In a scary development in the Ebola outbreak in West Africa, scientists tracking the deadly virus in Guinea have warned that the virus has started to mutate.

Zee Media Bureau

London: In a scary development in the Ebola outbreak in West Africa, scientists tracking the deadly virus in Guinea have warned that the virus has started to mutate.

Researchers at the Institut Pasteur in France, which first identified the outbreak in March 2014, are investigating whether it could have become more contagious, the BBC reported.

Scientists are analyzing hundreds of blood samples from Ebola patients in Guinea in an effort to find out if the new variation poses a higher risk of transmission,

It's not unusual for viruses to change over a period time. Ebola is an RNA virus, like HIV and influenza, which have a high rate of mutation. That makes the virus more able to adapt and raises the potential for it to become more contagious.

Another common concern was that while the virus has more time and more “hosts” to develop in, Ebola could mutate and eventually become airborne.
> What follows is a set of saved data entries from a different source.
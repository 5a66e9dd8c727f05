//! Command implementations for story-cli.
//!
//! Handles:
//! - run: Load the lookback window, cluster at one threshold, write a detailed report
//! - sweep: Evaluate several thresholds against the same window, write a sweep report
//! - admin: Import items and a persisted clustering, show store statistics

use std::fs;
use std::path::{Path, PathBuf};
use std::sync::Arc;

use anyhow::{Context, Result};
use chrono::{DateTime, Utc};
use tracing::info;

use story_cluster::{
    FsReportSink, ReportMode, StorageSource, StoryPipeline, StoryReport, SweepReport,
    WrittenReport,
};
use story_storage::Storage;
use story_types::{Item, PersistedAssignment, PersistedClusterMeta, Settings};

use crate::cli::{AdminCommands, RunArgs, SweepArgs, WindowArgs};

/// Load configuration and apply the global CLI overrides.
pub fn load_settings(config_path: Option<&str>, log_level: Option<&str>) -> Result<Settings> {
    let mut settings = Settings::load(config_path).context("Failed to load configuration")?;
    if let Some(level) = log_level {
        settings.log_level = level.to_string();
    }
    Ok(settings)
}

/// Initialize logging to stderr. `RUST_LOG` wins over the configured level.
pub fn init_logging(log_level: &str) -> Result<()> {
    let subscriber = tracing_subscriber::fmt()
        .with_env_filter(
            tracing_subscriber::EnvFilter::try_from_default_env()
                .unwrap_or_else(|_| tracing_subscriber::EnvFilter::new(log_level)),
        )
        .with_writer(std::io::stderr)
        .finish();
    tracing::subscriber::set_global_default(subscriber)
        .context("Failed to set tracing subscriber")?;
    Ok(())
}

fn apply_window(settings: &mut Settings, window: &WindowArgs) {
    if let Some(hours) = window.hours {
        settings.clustering.lookback_hours = hours;
    }
    if let Some(min_size) = window.min_size {
        settings.clustering.min_cluster_size = min_size;
    }
    if let Some(span) = window.max_day_span {
        settings.clustering.max_day_span = span;
    }
    if let Some(db_path) = &window.db_path {
        settings.db_path = db_path.clone();
    }
    if let Some(report_dir) = &window.report_dir {
        settings.report_dir = report_dir.clone();
    }
}

/// Apply `run` flags on top of loaded settings.
pub fn apply_run_overrides(settings: &mut Settings, args: &RunArgs) {
    apply_window(settings, &args.window);
    if let Some(threshold) = args.threshold {
        settings.clustering.threshold = threshold;
    }
    if args.reconcile {
        settings.clustering.reconcile = true;
    }
    if args.no_reconcile {
        settings.clustering.reconcile = false;
    }
    if let Some(seed) = args.seed {
        settings.clustering.coherence_seed = Some(seed);
    }
}

/// Apply `sweep` flags on top of loaded settings.
pub fn apply_sweep_overrides(settings: &mut Settings, args: &SweepArgs) {
    apply_window(settings, &args.window);
    if !args.thresholds.is_empty() {
        settings.clustering.sweep_thresholds = args.thresholds.clone();
    }
}

/// Open the item store, creating parent directories if needed.
pub fn open_storage(db_path: &Path) -> Result<Arc<Storage>> {
    if let Some(parent) = db_path.parent() {
        fs::create_dir_all(parent).context("Failed to create database directory")?;
    }
    let storage = Storage::open(db_path).context("Failed to open storage")?;
    Ok(Arc::new(storage))
}

fn pipeline_for(settings: &Settings, storage: Arc<Storage>) -> StoryPipeline {
    let source = Arc::new(StorageSource::new(storage));
    StoryPipeline::new(source.clone(), settings.clustering.clone()).with_persisted_store(source)
}

/// Detailed run against the configured store.
///
/// The report is written only after the whole run succeeded.
pub async fn execute_run(
    settings: &Settings,
    now: DateTime<Utc>,
    write: bool,
) -> Result<(StoryReport, Option<WrittenReport>)> {
    let storage = open_storage(&settings.expanded_db_path())?;
    let report = pipeline_for(settings, storage)
        .run_detailed(now)
        .await
        .context("Clustering run failed")?;

    let written = if write {
        let sink = FsReportSink::new(settings.expanded_report_dir());
        Some(
            sink.write_json(ReportMode::Detailed.prefix(), report.generated_at, &report)
                .context("Failed to write report")?,
        )
    } else {
        None
    };
    Ok((report, written))
}

/// Threshold sweep against the configured store.
pub async fn execute_sweep(
    settings: &Settings,
    now: DateTime<Utc>,
    write: bool,
) -> Result<(SweepReport, Option<WrittenReport>)> {
    let storage = open_storage(&settings.expanded_db_path())?;
    let thresholds = settings.clustering.sweep_thresholds.clone();
    let report = pipeline_for(settings, storage)
        .run_sweep(now, &thresholds)
        .await
        .context("Threshold sweep failed")?;

    let written = if write {
        let sink = FsReportSink::new(settings.expanded_report_dir());
        Some(
            sink.write_json(ReportMode::Sweep.prefix(), report.generated_at, &report)
                .context("Failed to write sweep report")?,
        )
    } else {
        None
    };
    Ok((report, written))
}

/// `story-cli run`
pub async fn run_command(
    config_path: Option<&str>,
    log_level: Option<&str>,
    args: RunArgs,
) -> Result<()> {
    let mut settings = load_settings(config_path, log_level)?;
    apply_run_overrides(&mut settings, &args);
    init_logging(&settings.log_level)?;

    info!("Database path: {}", settings.db_path);
    let (report, written) = execute_run(&settings, Utc::now(), !args.window.dry_run).await?;

    match written {
        Some(written) => print_run_summary(&report, &written.timestamped),
        None => println!("{}", serde_json::to_string_pretty(&report)?),
    }
    Ok(())
}

/// `story-cli sweep`
pub async fn sweep_command(
    config_path: Option<&str>,
    log_level: Option<&str>,
    args: SweepArgs,
) -> Result<()> {
    let mut settings = load_settings(config_path, log_level)?;
    apply_sweep_overrides(&mut settings, &args);
    init_logging(&settings.log_level)?;

    let (report, written) = execute_sweep(&settings, Utc::now(), !args.window.dry_run).await?;

    match written {
        Some(written) => print_sweep_table(&report, &written.timestamped),
        None => println!("{}", serde_json::to_string_pretty(&report)?),
    }
    Ok(())
}

fn print_run_summary(report: &StoryReport, path: &Path) {
    let s = &report.summary;
    println!("Run {} ({})", report.run_id, report.generated_at.to_rfc3339());
    println!("  Eligible items:    {}", s.eligible_items);
    println!("  Skipped items:     {}", s.skipped_items);
    println!("  Clusters:          {}", s.cluster_count);
    println!(
        "  Covered items:     {} ({:.1}%)",
        s.covered_items, s.coverage_pct
    );
    println!("  Story candidates:  {}", s.story_candidates);
    println!(
        "  Coherence avg/med: {} / {}",
        fmt_optional(s.average_coherence),
        fmt_optional(s.median_coherence)
    );
    println!(
        "  Anomalies:         {} mega, {} low-coherence",
        s.mega_clusters, s.low_coherence_clusters
    );
    if let Some(v) = &s.verdicts {
        println!(
            "  Verdicts:          {} exact, {} partial, {} split, {} new",
            v.exact_match, v.partial_match, v.split_in_persistent, v.all_new
        );
    }
    println!("Report: {}", path.display());
}

fn print_sweep_table(report: &SweepReport, path: &Path) {
    println!(
        "Sweep {} over {} eligible items (matrix {} ms)",
        report.run_id, report.eligible_items, report.matrix_ms
    );
    println!(
        "{:>9} {:>8} {:>6} {:>5} {:>6} {:>8} {:>8}",
        "threshold", "clusters", "mean", "max", "story", "covered", "ms"
    );
    for row in &report.rows {
        println!(
            "{:>9.2} {:>8} {:>6.2} {:>5} {:>6} {:>7.1}% {:>8}",
            row.threshold,
            row.cluster_count,
            row.mean_size,
            row.max_size,
            row.story_like_count,
            row.coverage * 100.0,
            row.elapsed_ms
        );
    }
    println!("Report: {}", path.display());
}

fn fmt_optional(value: Option<f64>) -> String {
    value
        .map(|v| format!("{:.3}", v))
        .unwrap_or_else(|| "n/a".to_string())
}

/// `story-cli admin ...`
pub fn handle_admin(
    config_path: Option<&str>,
    log_level: Option<&str>,
    db_path: Option<String>,
    command: AdminCommands,
) -> Result<()> {
    let mut settings = load_settings(config_path, log_level)?;
    if let Some(db_path) = db_path {
        settings.db_path = db_path;
    }
    init_logging(&settings.log_level)?;

    let storage = open_storage(&settings.expanded_db_path())?;

    match command {
        AdminCommands::Stats => {
            let stats = storage.get_stats().context("Failed to read statistics")?;
            println!("Database: {}", settings.expanded_db_path().display());
            println!("  Stored item versions:  {}", stats.item_count);
            println!("  Logical posts:         {}", stats.logical_post_count);
            println!("  Persisted assignments: {}", stats.assignment_count);
            println!("  Persisted clusters:    {}", stats.persisted_cluster_count);
            println!("  Disk usage:            {} bytes", stats.disk_usage_bytes);
        }
        AdminCommands::ImportItems { path } => {
            let count = import_items(&storage, Path::new(&path))?;
            println!("Imported {} items from {}", count, path);
        }
        AdminCommands::ImportClustering {
            assignments,
            clusters,
        } => {
            if assignments.is_none() && clusters.is_none() {
                anyhow::bail!("Nothing to import: pass --assignments and/or --clusters");
            }
            if let Some(path) = assignments {
                let count = import_assignments(&storage, Path::new(&path))?;
                println!("Imported {} assignments from {}", count, path);
            }
            if let Some(path) = clusters {
                let count = import_clusters(&storage, Path::new(&path))?;
                println!("Imported {} persisted clusters from {}", count, path);
            }
        }
    }

    storage.flush().context("Failed to flush storage")?;
    Ok(())
}

/// Parse a JSON-lines file, skipping blank lines.
fn read_jsonl<T: serde::de::DeserializeOwned>(path: &Path) -> Result<Vec<T>> {
    let text = fs::read_to_string(path)
        .with_context(|| format!("Failed to read {}", path.display()))?;
    text.lines()
        .enumerate()
        .filter(|(_, line)| !line.trim().is_empty())
        .map(|(index, line)| {
            serde_json::from_str(line)
                .with_context(|| format!("{}:{}: invalid record", path.display(), index + 1))
        })
        .collect()
}

/// Import items; every line must parse before anything is written.
pub fn import_items(storage: &Storage, path: &Path) -> Result<usize> {
    let items: Vec<Item> = read_jsonl(path)?;
    for item in &items {
        storage
            .put_item(item)
            .with_context(|| format!("Failed to store item {}", item.id))?;
    }
    info!(count = items.len(), path = %path.display(), "Imported items");
    Ok(items.len())
}

/// Import persisted assignments.
pub fn import_assignments(storage: &Storage, path: &Path) -> Result<usize> {
    let assignments: Vec<PersistedAssignment> = read_jsonl(path)?;
    for assignment in &assignments {
        storage
            .put_assignment(assignment)
            .with_context(|| format!("Failed to store assignment for {}", assignment.item_id))?;
    }
    Ok(assignments.len())
}

/// Import persisted cluster metadata.
pub fn import_clusters(storage: &Storage, path: &Path) -> Result<usize> {
    let clusters: Vec<PersistedClusterMeta> = read_jsonl(path)?;
    for meta in &clusters {
        storage
            .put_persisted_cluster(meta)
            .with_context(|| format!("Failed to store persisted cluster {}", meta.id))?;
    }
    Ok(clusters.len())
}

/// Default path of the latest artifact for a report mode.
pub fn latest_report_path(settings: &Settings, mode: ReportMode) -> PathBuf {
    settings
        .expanded_report_dir()
        .join(format!("{}-latest.json", mode.prefix()))
}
However, there's no evidence to suggest that this has happened yet, because the virus is still spread only through direct contact with infected people's body fluids.

Hence, to track changes in the genetic make-up of the virus, researchers are using a method called genetic sequencing.

So far they have analyzed around 20 blood samples from Guinea and another 600 samples are being sent to the labs in the coming months.

The Ebola outbreak in West Africa has killed 8,795 people in Guinea, Sierra Leone and Liberia while infecting more than 22,000.

Meanwhile, the UN Ebola coordinator David Nabarro has warned that Ebola epidemic is not contained yet, although the number of cases is decreasing week by week and getting zero in many places.